During World War II, Hawley served as a consultant to the Department of the Army, Department of the Air Force, the Housing and Home Finance Agency, and the Scripps Foundation for Population Research. Hawley was a visiting professor at the University of the Philippines and was a Fulbright Research Scholar at the University of Naples. Utilizing his expertize he worked as a consultant on population policy to the Prime Minister of Thailand and helped the Prime Minister conduct Thailand's national census. After concluding his travels, Hawley returned to the United States to teach at University of North Carolina, Chapel Hill as Sociology Professor (1966–1976). He was Kenan Professor Emeritus in Sociology at the University of North Carolina at Chapel Hill (1971–1976). In 1971, Hawley was the President of the Population Association of America. He was the 69th President of the American Sociological Association in 1978.

==Ideas and influences==
Amos Hawley was influenced by Roderick D. McKenzie, who was mentored by Robert E. Park and E.W. Burgess of the Chicago School of Sociology. Roderick McKenzie published several works on a number of topics ranging from immigration (Oriental Exclusion, 1927), economics ( L'evolution economique due monde, 1928), and to urbanism ( The Metropolitan Community, 1933). McKenzie influenced Hawley through his idea that it is necessary to understand change through space and time among populations or an aggregate. Hawley learned from Mckenzie that humans are observable units within an ecosystem with a given technology they will interact with their environment and develop predictable patterns.

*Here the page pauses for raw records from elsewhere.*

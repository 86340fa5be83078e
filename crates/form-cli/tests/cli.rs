use std::fs;
use std::path::{Path, PathBuf};

use assert_cmd::Command;
use assert_fs::TempDir;
use serde_json::Value;

fn fixture(name: &str) -> PathBuf {
    Path::new(env!("CARGO_MANIFEST_DIR"))
        .join("tests")
        .join("fixtures")
        .join(name)
}

fn formkit() -> Command {
    let mut cmd = Command::cargo_bin("formkit").expect("binary");
    cmd.env_remove("FORMKIT_BASE_URL")
        .env_remove("FORMKIT_LINK_TEMPLATE")
        .env_remove("FORMKIT_UPLOAD_BASE_URL")
        .env("RUST_LOG", "off");
    cmd
}

fn stdout_of(cmd: &mut Command) -> String {
    let output = cmd.output().expect("run formkit");
    assert!(
        output.status.success(),
        "formkit failed: {}",
        String::from_utf8_lossy(&output.stderr)
    );
    String::from_utf8(output.stdout).expect("utf8 stdout")
}

#[test]
fn build_saves_and_exports_schema() {
    let workspace = TempDir::new().expect("temp dir");
    let out = workspace.path().join("forms").join("lunch.json");
    let script = [
        "title Lunch order",
        "add text",
        "label 1 Your Name",
        "add select",
        "options 2 Pizza, Sushi",
        "add file",
        "move 3 1",
        "save",
        "quit",
    ]
    .join("\n");

    let stdout = stdout_of(
        formkit()
            .args(["--base-url", "https://forms.test", "build", "--out"])
            .arg(&out)
            .write_stdin(script),
    );

    assert!(stdout.contains("Form saved! Link: https://forms.test/forms/"));
    let schema: Value = serde_json::from_str(&fs::read_to_string(&out).expect("export"))
        .expect("schema json");
    assert_eq!(schema["title"], "Lunch order");
    assert_eq!(schema["fields"][0]["type"], "file");
    assert_eq!(schema["fields"][1]["label"], "Your Name");
    assert_eq!(schema["fields"][2]["options"][1], " Sushi");
    assert!(schema["fields"][0].get("options").is_none());
}

#[test]
fn build_link_honours_template_variable() {
    let stdout = stdout_of(
        formkit()
            .env("FORMKIT_BASE_URL", "https://env.test")
            .env("FORMKIT_LINK_TEMPLATE", "{{base_url}}/f/{{id}}")
            .arg("build")
            .write_stdin("add text\nsave\n"),
    );
    assert!(stdout.contains("Form saved! Link: https://env.test/f/"));
}

#[test]
fn build_resumes_exported_schema() {
    let workspace = TempDir::new().expect("temp dir");
    let out = workspace.path().join("survey.json");

    let stdout = stdout_of(
        formkit()
            .arg("build")
            .arg("--from")
            .arg(fixture("survey.schema.json"))
            .arg("--out")
            .arg(&out)
            .write_stdin("label 2 Comments\nsave\nquit\n"),
    );

    assert!(stdout.contains("Form saved! Link: http://localhost:3000/forms/"));
    let schema: Value = serde_json::from_str(&fs::read_to_string(&out).expect("export"))
        .expect("schema json");
    assert_eq!(schema["title"], "Team Survey");
    assert_eq!(schema["fields"][0]["label"], "Your Name");
    assert_eq!(schema["fields"][1]["id"], "notes");
    assert_eq!(schema["fields"][1]["label"], "Comments");
}

#[test]
fn build_refuses_schema_with_duplicate_ids() {
    let output = formkit()
        .arg("build")
        .arg("--from")
        .arg(fixture("duplicate.schema.json"))
        .write_stdin("label 2 Renamed\nsave\nquit\n")
        .output()
        .expect("run formkit");
    assert!(!output.status.success());
    let stdout = String::from_utf8(output.stdout).expect("utf8");
    assert!(!stdout.contains("Form saved!"));
    let stderr = String::from_utf8(output.stderr).expect("utf8");
    assert!(stderr.contains("duplicate question id"), "stderr: {}", stderr);
}

#[test]
fn fill_refuses_invalid_schema() {
    let output = formkit()
        .args(["fill", "broken", "--schema"])
        .arg(fixture("duplicate.schema.json"))
        .write_stdin("")
        .output()
        .expect("run formkit");
    assert!(!output.status.success());
    let stdout = String::from_utf8(output.stdout).expect("utf8");
    assert!(!stdout.contains("Form submitted!"));
    let stderr = String::from_utf8(output.stderr).expect("utf8");
    assert!(stderr.contains("schema is invalid"), "stderr: {}", stderr);
}

#[test]
fn fill_mock_form_submits_answers_and_upload_url() {
    let workspace = TempDir::new().expect("temp dir");
    let upload = workspace.path().join("cv.pdf");
    fs::write(&upload, b"%PDF-1.7").expect("write upload");
    let script = format!("Ada Lovelace\n3\n{}\n", upload.display());

    let stdout = stdout_of(formkit().args(["fill", "abc123"]).write_stdin(script));

    assert!(stdout.contains("Loading form..."));
    assert!(stdout.contains("# Mock Form Title"));
    assert!(stdout.contains("Form submitted!"));
    assert!(stdout.contains("\"q1\": \"Ada Lovelace\""));
    assert!(stdout.contains("\"q2\": \"Blue\""));
    assert!(stdout.contains("\"q3\": \"https://fakeazure.blob.core.windows.net/.../cv.pdf\""));
}

#[test]
fn fill_with_schema_and_answers_runs_without_prompts() {
    let stdout = stdout_of(
        formkit()
            .env("FORMKIT_UPLOAD_BASE_URL", "https://blob.test/up")
            .args(["fill", "survey", "--format", "json", "--cbor", "--schema"])
            .arg(fixture("survey.schema.json"))
            .arg("--answers")
            .arg(fixture("survey.answers.json"))
            .write_stdin(""),
    );

    assert!(stdout.contains("\"form_id\": \"survey\""));
    assert!(stdout.contains("\"attached_file\": \"badge.txt\""));
    assert!(stdout.contains("\"badge\": \"https://blob.test/up/badge.txt\""));
    assert!(stdout.contains("\"color\": \"Green\""));
    assert!(stdout.contains("Answers (CBOR hex): "));
}

#[test]
fn open_dispatches_fill_route() {
    let stdout = stdout_of(
        formkit()
            .args(["open", "/forms/xyz?ref=mail"])
            .write_stdin("\n\n\n"),
    );
    assert!(stdout.contains("# Mock Form Title"));
    assert!(stdout.contains("Form submitted!"));
}

#[test]
fn open_dispatches_build_route() {
    let stdout = stdout_of(formkit().args(["open", "/build"]).write_stdin("types\nquit\n"));
    assert!(stdout.contains("Form builder"));
    assert!(stdout.contains("Multiple Choice"));
}

#[test]
fn open_rejects_unknown_route() {
    formkit()
        .args(["open", "/settings"])
        .write_stdin("")
        .assert()
        .failure();
}

#[test]
fn validate_reports_bad_answers() {
    let output = formkit()
        .arg("validate")
        .arg("--schema")
        .arg(fixture("survey.schema.json"))
        .arg("--answers")
        .arg(fixture("bad.answers.json"))
        .output()
        .expect("run formkit");
    assert!(!output.status.success());
    let stdout = String::from_utf8(output.stdout).expect("utf8");
    assert!(stdout.contains("Schema: valid"));
    assert!(stdout.contains("Answers: invalid"));
    assert!(stdout.contains("/color - invalid option"));
    assert!(stdout.contains("Unknown answer fields: extra"));
}

#[test]
fn validate_accepts_schema_alone() {
    let stdout = stdout_of(
        formkit()
            .arg("validate")
            .arg("--schema")
            .arg(fixture("survey.schema.json")),
    );
    assert!(stdout.contains("Schema: valid"));
}

#[test]
fn render_text_lists_trimmed_options() {
    let stdout = stdout_of(
        formkit()
            .arg("render")
            .arg("--schema")
            .arg(fixture("survey.schema.json")),
    );
    assert!(stdout.contains("# Team Survey"));
    assert!(stdout.contains("2) Green"));
    assert!(stdout.contains("Status: need_input (0/4)"));
}

#[test]
fn schema_command_prints_json_schema() {
    let stdout = stdout_of(formkit().arg("schema"));
    let schema: Value = serde_json::from_str(&stdout).expect("json schema");
    assert_eq!(schema["title"], "FormSchema");
    assert!(schema["properties"].get("fields").is_some());
}
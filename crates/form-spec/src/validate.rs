use std::collections::BTreeSet;

use serde::{Deserialize, Serialize};

use crate::answers::AnswerSet;
use crate::spec::{Field, FieldType, FormSchema};

/// Structural problem found in a schema.
#[derive(Debug, Clone, PartialEq, Eq, Serialize, Deserialize)]
pub struct SchemaIssue {
    pub field_id: String,
    pub message: String,
    pub code: String,
}

#[derive(Debug, Clone, PartialEq, Eq, Serialize, Deserialize)]
pub struct SchemaReport {
    pub valid: bool,
    pub issues: Vec<SchemaIssue>,
}

/// Problem found in a single answer.
#[derive(Debug, Clone, PartialEq, Eq, Serialize, Deserialize)]
pub struct ValidationError {
    pub question_id: String,
    pub path: String,
    pub message: String,
    pub code: String,
}

#[derive(Debug, Clone, PartialEq, Eq, Serialize, Deserialize)]
pub struct ValidationResult {
    pub valid: bool,
    pub errors: Vec<ValidationError>,
    pub unknown_fields: Vec<String>,
}

pub fn validate_schema(schema: &FormSchema) -> SchemaReport {
    let mut issues = Vec::new();
    let mut seen = BTreeSet::new();

    for field in &schema.fields {
        if field.id.trim().is_empty() {
            issues.push(schema_issue(field, "question id cannot be empty", "empty_id"));
        } else if !seen.insert(field.id.as_str()) {
            issues.push(schema_issue(
                field,
                "duplicate question id",
                "duplicate_id",
            ));
        }

        if field.options.is_some() && !field.kind.has_options() {
            issues.push(schema_issue(
                field,
                "options are only allowed on multiple choice questions",
                "unexpected_options",
            ));
        }
    }

    SchemaReport {
        valid: issues.is_empty(),
        issues,
    }
}

fn schema_issue(field: &Field, message: &str, code: &str) -> SchemaIssue {
    SchemaIssue {
        field_id: field.id.clone(),
        message: message.into(),
        code: code.into(),
    }
}

pub fn validate_answers(schema: &FormSchema, answers: &AnswerSet) -> ValidationResult {
    let mut errors = Vec::new();

    for field in &schema.fields {
        let Some(value) = answers.get(&field.id) else {
            continue;
        };
        if value.is_empty() {
            continue;
        }
        if let Some(error) = validate_value(field, value) {
            errors.push(error);
        }
    }

    let known: BTreeSet<&str> = schema.fields.iter().map(|field| field.id.as_str()).collect();
    let unknown_fields = answers
        .iter()
        .map(|(key, _)| key)
        .filter(|key| !known.contains(key))
        .map(String::from)
        .collect::<Vec<_>>();

    ValidationResult {
        valid: errors.is_empty() && unknown_fields.is_empty(),
        errors,
        unknown_fields,
    }
}

fn validate_value(field: &Field, value: &str) -> Option<ValidationError> {
    match field.kind {
        FieldType::Text | FieldType::Textarea => None,
        FieldType::Select => {
            let trimmed = value.trim();
            if field
                .display_options()
                .iter()
                .any(|option| option == trimmed)
            {
                None
            } else {
                Some(answer_error(field, "invalid option", "option_mismatch"))
            }
        }
        FieldType::File => {
            if value.starts_with("https://") || value.starts_with("http://") {
                None
            } else {
                Some(answer_error(
                    field,
                    "file answers must be an uploaded file URL",
                    "invalid_file_url",
                ))
            }
        }
    }
}

fn answer_error(field: &Field, message: &str, code: &str) -> ValidationError {
    ValidationError {
        question_id: field.id.clone(),
        path: format!("/{}", field.id),
        message: message.into(),
        code: code.into(),
    }
}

Hawley expanded McKenzie's work on population studies and human interaction with the environment further. Hawley contended that "the environment, population, and the ecosystem tend to move toward equilibrium" (Human Ecology, p. 10). In his book, Human Ecology, Hawley wrote that humans will modify their behavior patterns to fit with changes in their biophysical environment. Through this adaption human groups can either evolve or expand into complex societies. For systemic change to occur, such as expansion of a population, disequilibrium is required along with multiple challenges to the environment.

Hawley studied rigorously the nature of change and communities and their relation to time and space. Cumulative change is when a series of increments or a single increment within a social system forms a foundation for the next increment. In his study of change, Hawley strove to answer the question "Are there events or circumstances which lead inexorably toward cumulative change?"

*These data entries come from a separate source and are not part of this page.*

use std::fmt;
use std::sync::LazyLock;

use regex::Regex;
use thiserror::Error;

static FILL_ROUTE: LazyLock<Regex> = LazyLock::new(|| {
    Regex::new(r"^/forms/(?P<id>[^/]+)$").expect("fill route pattern is valid")
});

/// Views reachable by path.
#[derive(Debug, Clone, PartialEq, Eq)]
pub enum Route {
    Build,
    Fill { id: String },
}

#[derive(Debug, Clone, PartialEq, Eq, Error)]
pub enum RouteError {
    #[error("no view is mounted at '{0}'")]
    NotFound(String),
}

impl Route {
    /// Query strings, fragments and one trailing slash are ignored.
    pub fn parse(raw: &str) -> Result<Self, RouteError> {
        let path = raw
            .split(['?', '#'])
            .next()
            .unwrap_or_default()
            .trim();
        let path = match path.strip_suffix('/') {
            Some(stripped) if !stripped.is_empty() => stripped,
            _ => path,
        };

        if path == "/build" {
            return Ok(Route::Build);
        }
        if let Some(captures) = FILL_ROUTE.captures(path) {
            return Ok(Route::Fill {
                id: captures["id"].to_string(),
            });
        }
        Err(RouteError::NotFound(raw.to_string()))
    }

    pub fn path(&self) -> String {
        match self {
            Route::Build => "/build".to_string(),
            Route::Fill { id } => format!("/forms/{}", id),
        }
    }
}

impl fmt::Display for Route {
    fn fmt(&self, f: &mut fmt::Formatter<'_>) -> fmt::Result {
        f.write_str(&self.path())
    }
}
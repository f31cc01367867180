//! Command to check that a configuration file parses.
//!
//! Failures are routed through the diagnostic accumulator so they are
//! reported with the same `Config File (file:line): ...` format the loader
//! uses.

use crate::error::CliError;
use crate::utils::{load_tree, GlobalOptions};
use clap::Args;
use stanza::{count_top_level_items, init_logger, ConfigErrors};
use std::path::PathBuf;

/// Parse a file and report scan or parse errors.
#[derive(Args)]
pub struct CheckCommand {
    /// Configuration file to check
    #[arg(value_name = "FILE")]
    pub file: PathBuf,
}

impl CheckCommand {
    pub fn execute(self, global: &GlobalOptions) -> Result<(), CliError> {
        if !self.file.exists() {
            return Err(CliError::InvalidArguments(format!(
                "File not found: {}",
                self.file.display()
            )));
        }

        let logger = init_logger(global.verbose, global.quiet);
        match load_tree(global, &self.file) {
            Ok(tree) => {
                logger.info(&format!("{} nodes, {} interned strings", tree.len(), tree.interned_strings()));
                if !global.quiet {
                    println!(
                        "{}: OK ({} top-level items from {} file(s))",
                        self.file.display(),
                        count_top_level_items(&tree),
                        tree.files().len()
                    );
                }
                Ok(())
            }
            Err(CliError::Library(err)) if err.is_syntax() => {
                let mut errs = ConfigErrors::new();
                errs.record_build_failure(&err);
                errs.report(&logger);
                Err(CliError::Library(err))
            }
            Err(other) => Err(other),
        }
    }
}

Hawley found that change is irreversible because a series of events within a state of time cannot go backward in time. Evolution, as viewed by those in the scientific community was an outcome of cumulative change along with expansion of population. To understand if a given population will expand or evolve, Hawley questioned whether "complexity and scale were concurrent." He concluded that "when complexity and scale advance more or less together, the effect is growth or expansion rather than evolution". By understanding the concepts behind population expansion and evolution, Hawley explored how all organisms are connected to the environment and through behavior.

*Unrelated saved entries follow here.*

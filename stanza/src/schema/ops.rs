//! Nested block lifecycle.
//!
//! A block field owns a [`BlockDescriptor`]: the block's name, flags and
//! field list, plus a [`BlockOps`] value that manages the storage the block
//! is loaded into. Loading one block instance follows a fixed protocol:
//!
//! 1. [`BlockOps::acquire`] hands out fresh working storage (the item).
//! 2. Field defaults are written into the item.
//! 3. The block's statements are converted into the item.
//! 4. [`BlockOps::check`] validates the finished item.
//! 5. [`BlockOps::commit`] attaches it to the parent's link storage.
//!
//! If step 3 records anything worse than harmless diagnostics, or step 4 or 5
//! refuses the item, [`BlockOps::release`] is called exactly once with the
//! item and the block counts as failed.

use super::{Accessor, FieldDescriptor, FieldFlags};
use crate::binding::{self, Pass};
use crate::diagnostics::ConfigErrors;
use crate::tree::NodeRef;
use std::fmt;
use std::marker::PhantomData;

/// Result of [`BlockOps::commit`].
#[derive(Debug)]
pub enum CommitOutcome<U> {
    /// The item now lives in the link storage.
    Attached,
    /// The block was processed but its item must be released.
    Dispose(U),
    /// Validation failed; the item is handed back for release.
    Rejected(U),
}

/// Storage management for one kind of nested block.
pub trait BlockOps: Send + Sync {
    /// Storage in the parent that items are attached to.
    type Link;
    /// Working storage filled from one block instance.
    type Item;

    /// Prepare the link during the parent's default initialization.
    /// `defaults` writes the block's field defaults into an item.
    fn init_link(&self, _link: &mut Self::Link, _defaults: &dyn Fn(&mut Self::Item)) {}

    /// Obtain working storage; `None` means none is available.
    fn acquire(&self, link: &mut Self::Link) -> Option<Self::Item>;

    /// Validate a fully loaded item before it is committed.
    ///
    /// # Errors
    ///
    /// Returns a description of the problem; the item is then released.
    fn check(&self, _item: &Self::Item) -> Result<(), String> {
        Ok(())
    }

    /// Attach `item` to `link`.
    fn commit(
        &self,
        node: NodeRef<'_>,
        link: &mut Self::Link,
        item: Self::Item,
        errs: &mut ConfigErrors,
    ) -> CommitOutcome<Self::Item>;

    /// Undo whatever [`acquire`](Self::acquire) did for `item`.
    fn release(&self, link: &mut Self::Link, item: Self::Item);
}

/// Extra validation applied by the stock block kinds.
pub type Validator<U> = fn(&U) -> Result<(), String>;

/// A block that fills a struct held directly in the parent.
///
/// Each instance is loaded into a copy of the parent's struct, so fields the
/// schema does not describe keep their values. A block instance that fails to
/// load leaves the parent's copy untouched.
pub struct EmbeddedBlock<U> {
    validator: Option<Validator<U>>,
    _item: PhantomData<fn() -> U>,
}

impl<U> EmbeddedBlock<U> {
    /// Embedded block without extra validation.
    #[must_use]
    pub fn new() -> Self {
        Self {
            validator: None,
            _item: PhantomData,
        }
    }

    /// Embedded block whose items must pass `validator`.
    #[must_use]
    pub fn validated(validator: Validator<U>) -> Self {
        Self {
            validator: Some(validator),
            _item: PhantomData,
        }
    }
}

impl<U> Default for EmbeddedBlock<U> {
    fn default() -> Self {
        Self::new()
    }
}

impl<U> fmt::Debug for EmbeddedBlock<U> {
    fn fmt(&self, f: &mut fmt::Formatter<'_>) -> fmt::Result {
        f.debug_struct("EmbeddedBlock")
            .field("validated", &self.validator.is_some())
            .finish()
    }
}

impl<U: Clone> BlockOps for EmbeddedBlock<U> {
    type Link = U;
    type Item = U;

    fn init_link(&self, link: &mut U, defaults: &dyn Fn(&mut U)) {
        defaults(link);
    }

    fn acquire(&self, link: &mut U) -> Option<U> {
        Some(link.clone())
    }

    fn check(&self, item: &U) -> Result<(), String> {
        self.validator.map_or(Ok(()), |v| v(item))
    }

    fn commit(
        &self,
        _node: NodeRef<'_>,
        link: &mut U,
        item: U,
        _errs: &mut ConfigErrors,
    ) -> CommitOutcome<U> {
        *link = item;
        CommitOutcome::Attached
    }

    fn release(&self, _link: &mut U, item: U) {
        drop(item);
    }
}

/// A block that may repeat; each instance is appended to a `Vec` in the
/// parent.
pub struct ListBlock<U> {
    validator: Option<Validator<U>>,
    _item: PhantomData<fn() -> U>,
}

impl<U> ListBlock<U> {
    /// List block without extra validation.
    #[must_use]
    pub fn new() -> Self {
        Self {
            validator: None,
            _item: PhantomData,
        }
    }

    /// List block whose items must pass `validator`.
    #[must_use]
    pub fn validated(validator: Validator<U>) -> Self {
        Self {
            validator: Some(validator),
            _item: PhantomData,
        }
    }
}

impl<U> Default for ListBlock<U> {
    fn default() -> Self {
        Self::new()
    }
}

impl<U> fmt::Debug for ListBlock<U> {
    fn fmt(&self, f: &mut fmt::Formatter<'_>) -> fmt::Result {
        f.debug_struct("ListBlock")
            .field("validated", &self.validator.is_some())
            .finish()
    }
}

impl<U: Default> BlockOps for ListBlock<U> {
    type Link = Vec<U>;
    type Item = U;

    fn acquire(&self, _link: &mut Vec<U>) -> Option<U> {
        Some(U::default())
    }

    fn check(&self, item: &U) -> Result<(), String> {
        self.validator.map_or(Ok(()), |v| v(item))
    }

    fn commit(
        &self,
        _node: NodeRef<'_>,
        link: &mut Vec<U>,
        item: U,
        _errs: &mut ConfigErrors,
    ) -> CommitOutcome<U> {
        link.push(item);
        CommitOutcome::Attached
    }

    fn release(&self, _link: &mut Vec<U>, item: U) {
        drop(item);
    }
}

/// Name, flags, fields and storage operations of one block type.
pub struct BlockDescriptor<O: BlockOps> {
    /// Block name, matched case-insensitively.
    pub name: &'static str,
    /// [`FieldFlags::UNIQUE`] allows one top-level instance;
    /// [`FieldFlags::RELAX`] tolerates unknown parameters.
    pub flags: FieldFlags,
    /// Fields of the block, processed in order.
    pub fields: Vec<FieldDescriptor<O::Item>>,
    /// Storage operations.
    pub ops: O,
}

impl<O: BlockOps> BlockDescriptor<O> {
    /// Descriptor with no flags.
    #[must_use]
    pub fn new(name: &'static str, fields: Vec<FieldDescriptor<O::Item>>, ops: O) -> Self {
        Self {
            name,
            flags: FieldFlags::empty(),
            fields,
            ops,
        }
    }

    /// Add `flags`.
    #[must_use]
    pub fn with_flags(mut self, flags: FieldFlags) -> Self {
        self.flags |= flags;
        self
    }
}

impl<O: BlockOps> fmt::Debug for BlockDescriptor<O> {
    fn fmt(&self, f: &mut fmt::Formatter<'_>) -> fmt::Result {
        f.debug_struct("BlockDescriptor")
            .field("name", &self.name)
            .field("flags", &self.flags)
            .field("fields", &self.fields)
            .finish_non_exhaustive()
    }
}

/// Type-erased nested block as seen from the parent type `T`.
pub trait NestedBlock<T>: Send + Sync {
    /// Block name.
    fn name(&self) -> &'static str;

    /// Run the parent's default initialization for this block's link.
    fn init_default(&self, parent: &mut T);

    /// Load one block instance into the parent. Returns false if the block
    /// failed and was rolled back.
    fn load(&self, node: NodeRef<'_>, parent: &mut T, relax: bool, pass: &mut Pass<'_>) -> bool;
}

/// A [`BlockDescriptor`] together with the accessor for its link inside
/// the parent type `T`.
pub struct BlockField<T, O: BlockOps> {
    block: BlockDescriptor<O>,
    link: Accessor<T, O::Link>,
}

impl<T, O: BlockOps> BlockField<T, O> {
    /// Pair `block` with the parent field it is stored in.
    #[must_use]
    pub fn new(block: BlockDescriptor<O>, link: Accessor<T, O::Link>) -> Self {
        Self { block, link }
    }

    /// The nested block's descriptor.
    #[must_use]
    pub fn descriptor(&self) -> &BlockDescriptor<O> {
        &self.block
    }
}

impl<T, O: BlockOps> NestedBlock<T> for BlockField<T, O> {
    fn name(&self) -> &'static str {
        self.block.name
    }

    fn init_default(&self, parent: &mut T) {
        let fields = &self.block.fields;
        self.block
            .ops
            .init_link((self.link)(parent), &|item| binding::default_init(fields, item));
    }

    fn load(&self, node: NodeRef<'_>, parent: &mut T, relax: bool, pass: &mut Pass<'_>) -> bool {
        binding::proc_block(node, &self.block, relax, (self.link)(parent), pass)
    }
}
//! Property-based tests for the binding engine.

use super::{default_init, load_config_from_parse};
use crate::builder::parse_str;
use crate::diagnostics::{ConfigErrors, ErrorKind};
use crate::schema::{BlockDescriptor, EmbeddedBlock, FieldDescriptor, FieldFlags};
use proptest::prelude::*;

#[derive(Debug, Default, Clone, PartialEq, Eq)]
struct Limits {
    count: i32,
    size: u64,
    mode: u32,
    name: Option<String>,
    on: bool,
}

const MODES: crate::schema::TokenTable = &[("fast", 0x1), ("safe", 0x2)];

fn limits_fields(min: i32, max: i32) -> Vec<FieldDescriptor<Limits>> {
    vec![
        FieldDescriptor::int32("Count", min, max, min, |l: &mut Limits| &mut l.count),
        FieldDescriptor::uint64("Size", 0, 1 << 40, 4096, |l: &mut Limits| &mut l.size),
        FieldDescriptor::enumeration("Mode", MODES, 0x2, 0x3, |l: &mut Limits| &mut l.mode),
        FieldDescriptor::string("Name", 0, 32, Some("limits"), |l: &mut Limits| &mut l.name),
        FieldDescriptor::boolean("On", true, |l: &mut Limits| &mut l.on),
    ]
}

fn limits_desc(min: i32, max: i32, flags: FieldFlags) -> BlockDescriptor<EmbeddedBlock<Limits>> {
    let mut fields = limits_fields(min, max);
    fields[0].flags |= flags;
    BlockDescriptor::new("Limits", fields, EmbeddedBlock::new())
}

fn bind(text: &str, desc: &BlockDescriptor<EmbeddedBlock<Limits>>) -> (Limits, ConfigErrors) {
    let tree = parse_str("prop.conf", text).unwrap();
    let mut out = Limits::default();
    let mut errs = ConfigErrors::new();
    let _ = load_config_from_parse(&tree, desc, &mut out, false, &mut errs);
    (out, errs)
}

fn bounds() -> impl Strategy<Value = (i32, i32)> {
    (-100_000i32..100_000, 0i32..100_000).prop_map(|(min, span)| (min, min + span))
}

proptest! {
    #![proptest_config(ProptestConfig {
        cases: 256,
        .. ProptestConfig::default()
    })]

    // Default initialization gives the same structure every time
    #[test]
    fn default_init_idempotent((min, max) in bounds()) {
        let fields = limits_fields(min, max);
        let mut first = Limits::default();
        let mut second = Limits::default();
        default_init(&fields, &mut first);
        default_init(&fields, &mut second);
        prop_assert_eq!(&first, &second);

        let (bound, errs) = bind("Limits { }", &limits_desc(min, max, FieldFlags::empty()));
        prop_assert!(errs.is_error_free());
        prop_assert_eq!(bound, first);
    }

    // Bounds are inclusive; one step outside is exactly one invalid error
    #[test]
    fn integer_range_enforced((min, max) in bounds()) {
        let desc = limits_desc(min, max, FieldFlags::empty());
        for value in [min, max] {
            let (out, errs) = bind(&format!("Limits {{ Count = {value}; }}"), &desc);
            prop_assert!(errs.is_error_free());
            prop_assert_eq!(out.count, value);
        }
        for value in [min - 1, max + 1] {
            let (out, errs) = bind(&format!("Limits {{ Count = {value}; }}"), &desc);
            prop_assert_eq!(errs.error_count(), 1);
            prop_assert_eq!(errs.count_of(ErrorKind::Invalid), 1);
            prop_assert_eq!(out.count, min);
        }
    }

    // Repeated fields apply in file order; unique fields keep the first value
    #[test]
    fn repeated_values_in_order(values in prop::collection::vec(0i32..1000, 1..8)) {
        let body: String = values.iter().map(|v| format!("Count = {v};\n")).collect();
        let text = format!("Limits {{\n{body}}}");

        let (out, errs) = bind(&text, &limits_desc(0, 1000, FieldFlags::empty()));
        prop_assert!(errs.is_error_free());
        prop_assert_eq!(out.count, *values.last().unwrap());

        let (out, errs) = bind(&text, &limits_desc(0, 1000, FieldFlags::UNIQUE));
        prop_assert_eq!(errs.count_of(ErrorKind::Unique), values.len() - 1);
        prop_assert_eq!(errs.error_count(), values.len() - 1);
        prop_assert_eq!(out.count, values[0]);
    }
}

Amos Hawley believed that organisms are connected in a web of relationships that interdependent and are enmeshed with the environment. In the web of relationships organisms can have relationships of symbiosis or commensalism. Symboisis is the close bond relationship between the two individuals of two different species. Commensalism is when organisms make similar demands on the environment often resulting in competition. Hawley believed humanity was dominant in the ecosystem due to advances in technology and humanity's control over the habitat. He contended that through culture humanity is able to modify its subsistence to match its needs and desires. Hawley writes "thus the development of human dominance through the agency of culture involves a reconstruction of the biotic community. Instead of accommodating his activities, as do primitive peoples, to the natural life association, civilized man regulates the biotic community in accordance with his needs".